Pharmaceutical nanotechnology is the exciting, rapidly emerging branch of medical science that deals with harnessing nanoscale materials as drug delivery and/or diagnostic tools. As drug delivery tools, nano-delivery systems can be used to enhance the site-specific, targeted delivery of precise medicines. This typically results in significant reductions in side effects and concomitant improvements in efficacy.
Nanomedicines have already demonstrated several key advantages, including improved delivery in water-insoluble conditions, extended bioactivity by providing protection of the “payload” against a potentially destructive biological environment, enhanced transport across epithelial and endothelial barriers, and the ability to combine therapeutic and diagnostic activities. Gold nanoparticles, for instance, can be used as biomarkers and tumor labels for biomolecule detection assays.
Nanomedicines run the gamut from chemotherapeutic to biologic to immunotherapeutic agents and more. Nanotech also can be used to enhance selective diagnosis through disease-marker molecules. To be clear, nanomaterials are defined as objects ranging in size between 1 nm and 100 nm, although many experts include particles as large as 1,000 nm which technically are sub-micrometer-sized molecules. They may be organic or inorganic, comprised of materials such as metals, organic compounds, polymers, carbon nanotubes or liposomes. Most often, these objects are spherical in shape, further enhancing their ability to travel freely throughout the body.
To date, the most promising application of nanomedicine has occurred in the arena of chemotherapeutics, where the unique capabilities and complex properties of these cutting-edge delivery devices can greatly improve effectiveness while diminishing potentially harmful, counterproductive side effects.

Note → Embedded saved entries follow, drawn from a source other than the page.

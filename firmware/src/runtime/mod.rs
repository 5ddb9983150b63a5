use core::cell::RefCell;

use cortex_m::interrupt;
use cortex_m::register::primask;
use critical_section::{self, RawRestoreState};
use defmt::Display2Format;
use defmt_rtt as _;
use embassy_executor::Spawner;
use embassy_stm32 as hal;
use embassy_stm32::adc::{Adc, AdcChannel};
use embassy_stm32::gpio::{Level, Output, Speed};
use embassy_stm32::i2c::{self, I2c};
use embassy_stm32::mode::Blocking;
use embassy_stm32::spi::{self, Spi};
use embassy_stm32::time::Hertz;
use embassy_sync::channel::Channel;
use embassy_time::Delay;
use embedded_hal_bus::i2c::RefCellDevice;
use embedded_hal_bus::spi::{ExclusiveDevice, NoDelay};
use payload_core::sequencer::{MissionProfile, MissionSequencer};
use payload_core::sequences::ActuatorId;
use static_cell::StaticCell;

use crate::events::{EventQueue, IntakeCounters, QueuedEventSource};
use crate::hw::ms8607::Ms8607;
use crate::hw::vl6180x::Vl6180x;
use crate::hw::{AdcSyringe, BoardActuators, PayloadSensors, idle_level};
use crate::storage::{DummyTime, LOG_FILE_NAME, SdRecordSink};

use self::mission_task::{EmbassyClock, EmbassyHold};

mod event_task;
mod mission_task;

critical_section::set_impl!(InterruptCriticalSection);

struct InterruptCriticalSection;

unsafe impl critical_section::Impl for InterruptCriticalSection {
    unsafe fn acquire() -> RawRestoreState {
        let primask = primask::read();
        interrupt::disable();
        primask.is_active()
    }

    unsafe fn release(restore_state: RawRestoreState) {
        if restore_state {
            unsafe {
                interrupt::enable();
            }
        }
    }
}

const I2C_FREQUENCY: Hertz = Hertz(100_000);
/// SD cards must be initialised at or below 400 kHz.
const SD_SPI_FREQUENCY: Hertz = Hertz(400_000);

type I2cBus = I2c<'static, Blocking>;
type SharedI2c = RefCellDevice<'static, I2cBus>;
type SdDevice = ExclusiveDevice<Spi<'static, Blocking>, Output<'static>, NoDelay>;

type FirmwareSensors = PayloadSensors<SharedI2c, SharedI2c, AdcSyringe<'static>, Delay>;

pub(super) type FirmwareSequencer = MissionSequencer<
    QueuedEventSource<'static, EmbassyClock>,
    FirmwareSensors,
    BoardActuators<'static>,
    EmbassyHold,
    SdRecordSink<SdDevice, DummyTime>,
>;

pub(super) static EVENT_QUEUE: EventQueue = Channel::new();
pub(super) static INTAKE: IntakeCounters = IntakeCounters::new();
static I2C_BUS: StaticCell<RefCell<I2cBus>> = StaticCell::new();

#[embassy_executor::main]
pub async fn main(spawner: Spawner) {
    let config = hal::Config::default();
    let hal::Peripherals {
        PA1,
        PA4,
        PA5,
        PA6,
        PA7,
        PA8,
        PA9,
        PA10,
        PB0,
        PB1,
        PB3,
        PB4,
        PB6,
        PB7,
        ADC1,
        I2C1,
        SPI1,
        USART5,
        ..
    } = hal::init(config);

    // Outputs first, at their idle levels, before anything else can stall boot.
    let actuators = BoardActuators::new(
        Output::new(PB3, idle_level(ActuatorId::Solenoid), Speed::Low),
        Output::new(PB4, idle_level(ActuatorId::Motor), Speed::Low),
        Output::new(PA8, idle_level(ActuatorId::LedPrimary), Speed::Low),
        Output::new(PA9, idle_level(ActuatorId::LedSecondary), Speed::Low),
        Output::new(PA10, idle_level(ActuatorId::CameraTrigger), Speed::Low),
    );

    let mut i2c_config = i2c::Config::default();
    i2c_config.frequency = I2C_FREQUENCY;
    let i2c_bus = I2C_BUS.init(RefCell::new(I2c::new_blocking(I2C1, PB6, PB7, i2c_config)));

    let mut sensors = PayloadSensors::new(
        Vl6180x::new(RefCellDevice::new(i2c_bus), Delay),
        Ms8607::new(RefCellDevice::new(i2c_bus), Delay),
        AdcSyringe::new(Adc::new(ADC1), PA1.degrade_adc()),
    );
    let (range, pressure) = sensors.init();
    if let Err(error) = range {
        defmt::warn!("hw: VL6180X unavailable ({})", Display2Format(&error));
    }
    if let Err(error) = pressure {
        defmt::warn!("hw: MS8607 unavailable ({})", Display2Format(&error));
    }

    let mut spi_config = spi::Config::default();
    spi_config.frequency = SD_SPI_FREQUENCY;
    let spi = Spi::new_blocking(SPI1, PA5, PA7, PA6, spi_config);
    let chip_select = Output::new(PA4, Level::High, Speed::VeryHigh);
    let card = ExclusiveDevice::new_no_delay(spi, chip_select).expect("SD chip select");
    let mut sink = SdRecordSink::new(card, DummyTime);
    if let Err(error) = sink.mount() {
        defmt::warn!(
            "storage: {} not mounted ({}), records will queue",
            LOG_FILE_NAME,
            Display2Format(&error)
        );
    }

    let events = QueuedEventSource::new(EVENT_QUEUE.receiver(), &INTAKE, EmbassyClock::start());
    let mission = MissionSequencer::new(
        MissionProfile::FLIGHT,
        events,
        sensors,
        actuators,
        EmbassyHold,
        sink,
    )
    .expect("flight profile is valid");

    spawner
        .spawn(event_task::run(&EVENT_QUEUE, &INTAKE, USART5, PB0, PB1))
        .expect("failed to spawn event intake task");

    spawner
        .spawn(mission_task::run(mission))
        .expect("failed to spawn mission task");

    core::future::pending::<()>().await;
}
//! Mirrors the sequencer's telemetry ring to defmt / stdout.
//!
//! The ring lives inside the sequencer; this side only remembers how far it
//! has printed so each record is emitted once per boot.

use payload_core::telemetry::{EventId, TelemetryPayload, TelemetryRecord, TelemetryRecorder};

/// Console cursor over a [`TelemetryRecorder`].
pub struct TelemetryMirror {
    cursor: EventId,
}

impl TelemetryMirror {
    pub const fn new() -> Self {
        Self { cursor: 0 }
    }

    /// Prints every record recorded since the last drain. Returns how many
    /// were printed.
    pub fn drain<const N: usize>(&mut self, recorder: &TelemetryRecorder<N>) -> usize {
        let mut emitted = 0;
        for record in recorder.since(self.cursor) {
            emit_record(record);
            emitted += 1;
        }
        self.cursor = recorder.next_event_id();
        emitted
    }

    pub const fn cursor(&self) -> EventId {
        self.cursor
    }
}

impl Default for TelemetryMirror {
    fn default() -> Self {
        Self::new()
    }
}

fn timestamp_ms(record: &TelemetryRecord) -> u64 {
    u64::try_from(record.timestamp.as_millis()).unwrap_or(u64::MAX)
}

#[cfg(target_os = "none")]
fn emit_record(record: &TelemetryRecord) {
    use defmt::Display2Format;

    match record.details {
        TelemetryPayload::Storage(storage) => defmt::warn!(
            "telemetry:{} t={}ms {} backlog={} lost={}",
            record.id,
            timestamp_ms(record),
            Display2Format(&record.event),
            storage.backlog,
            storage.lost
        ),
        TelemetryPayload::Sensor(_) | TelemetryPayload::EventSource(_) => defmt::warn!(
            "telemetry:{} t={}ms {}",
            record.id,
            timestamp_ms(record),
            Display2Format(&record.event)
        ),
        _ => defmt::info!(
            "telemetry:{} t={}ms {}",
            record.id,
            timestamp_ms(record),
            Display2Format(&record.event)
        ),
    }
}

#[cfg(not(target_os = "none"))]
fn emit_record(record: &TelemetryRecord) {
    if let TelemetryPayload::Storage(storage) = record.details {
        println!(
            "telemetry:{} t={}ms {} backlog={} lost={}",
            record.id,
            timestamp_ms(record),
            record.event,
            storage.backlog,
            storage.lost
        );
    } else {
        println!(
            "telemetry:{} t={}ms {}",
            record.id,
            timestamp_ms(record),
            record.event
        );
    }
}

#[cfg(test)]
mod tests {
    use super::*;
    use core::time::Duration;
    use payload_core::telemetry::TelemetryEventKind;

    #[test]
    fn drain_emits_each_record_once() {
        let mut recorder: TelemetryRecorder<4> = TelemetryRecorder::new();
        let mut mirror = TelemetryMirror::new();

        recorder.record(
            TelemetryEventKind::StorageFault,
            TelemetryPayload::None,
            Duration::from_millis(5),
        );
        recorder.record(
            TelemetryEventKind::RecordsDropped,
            TelemetryPayload::None,
            Duration::from_millis(6),
        );
        assert_eq!(mirror.drain(&recorder), 2);
        assert_eq!(mirror.drain(&recorder), 0);

        recorder.record(
            TelemetryEventKind::Custom(7),
            TelemetryPayload::None,
            Duration::from_millis(9),
        );
        assert_eq!(mirror.drain(&recorder), 1);
        assert_eq!(mirror.cursor(), 3);
    }

    #[test]
    fn overwritten_records_are_skipped() {
        let mut recorder: TelemetryRecorder<2> = TelemetryRecorder::new();
        let mut mirror = TelemetryMirror::new();
        for code in 0..5 {
            recorder.record(
                TelemetryEventKind::Custom(code),
                TelemetryPayload::None,
                Duration::ZERO,
            );
        }
        // Only the two newest survive in the ring.
        assert_eq!(mirror.drain(&recorder), 2);
        assert_eq!(mirror.cursor(), 5);
    }
}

For example, doxorubicin is an older, common chemotherapeutic agent with notable cardiotoxicity. In the past, its adverse effects on the heart have curtailed its usefulness. But a new liposomal delivery form, in which doxorubicin is encapsulated in lipid nanoparticles, is vastly less cardiotoxic. Thus, nanotechnology has conferred promising new life to this toxic old drug. That’s not to say oncology is the only medical subspecialty to benefit from nanomedicine. The technology is also under investigation for the treatment of cardiovascular and respiratory diseases, among many others.
Opportunities and Challenges Ahead
Some of the challenges and opportunities in nanomedicine involve improving the specificity of these nanostructures to more precisely target specific areas of the body. Another goal is to reduce immunogenicity. The longer the immune system permits nanoparticles to circulate, the more likely they are to reach their intended targets. Strategies to accomplish this include altering their coating or chemical functionalization using a number of substances, including polymers, natural polysaccharides, antibodies, cell membranes (for example, erythrocyte membranes), “tunable” surfactants and peptides.
More than one thousand patents have been issued to date and scores of products have advanced to the clinical trial stage. A large handful of products, including the nano-encapsulated doxorubicin referenced above, already are in use. Essentially, future challenges include improvements in drug loading and release, and further development of the potential of metallic nanoparticles to enhance both diagnosis and treatment.
Gold nanoparticles, for example, are viewed by some experts as especially promising. They are well absorbed by soft tumor tissue and can render tumors susceptible to damage through the application of near-infrared radiation. Thus, selective elimination of these tissues through relatively safe heat therapy becomes possible. It’s tempting to allude to a new gold rush on the horizon.
While this relatively new and undeniably exciting area of research is only about two decades old, many questions remain to be answered before a true revolution in medicine can be declared with any meaningful credibility. Key biological markers of disease remain to be elucidated in many instances, and their precise targeting — without altering normal cellular processes — remains a fertile area of research.